The encoder OMX component uses dmaproxy APIs for data transfer while reconstructing the complete encoded output frame. The dmaproxy internally uses Xilinx ZDMA APIs via the standard Linux kernel DMA framework for data transfer.
If dmaproxy is not loaded, then the encoder OMX component uses a CPU copy during the reconstruction of complete encoded o/p frame.
Multi-stream Support in dmaproxy Module
dmaproxy uses zynqmp-dma channels. So, the number of multi-stream supported by dmaproxy depends on the available free zynqmp-dma channel in that design/build. Usually 8/16 zynqmp-dma channels are available in ZCU106.

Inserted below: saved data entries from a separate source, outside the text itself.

async fn tick_loop(inner: Weak<ServerInner>, period: Duration, mut shutdown_rx: watch::Receiver<bool>) {
    debug!(?period, "tick loop started");
    loop {
        let Some(inner) = inner.upgrade() else {
            break;
        };
        let server = Server { inner };

        let started = Instant::now();
        server.tick();
        let elapsed = started.elapsed();

        // Rate the cycle would achieve; never above the target.
        let cycle = elapsed.max(period);
        let frequency = (1.0 / cycle.as_secs_f64()).round() as u32;
        server
            .inner
            .current_frequency
            .store(frequency, Ordering::Relaxed);
        drop(server);

        if elapsed > period {
            warn!(?elapsed, ?period, "tick overran its budget");
        }

        tokio::select! {
            _ = tokio::time::sleep(period.saturating_sub(elapsed)) => {}
            _ = shutdown_rx.changed() => break,
        }
    }
    debug!("tick loop stopped");
}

Further Optimization with dmaproxy Usage
By default, all interrupts are served by cpu0 so that dmaproxy is used in the most optimized way (mostly in multi-stream use cases). It is recommended that you distribute zynqmp-dma interrupts across all CPUs. To do so, follow these steps:
- Find the zynqmp-dma interrupt used by dmaproxy in cat /proc/interrupts.
- Change its affinity value to move it to a different CPU code.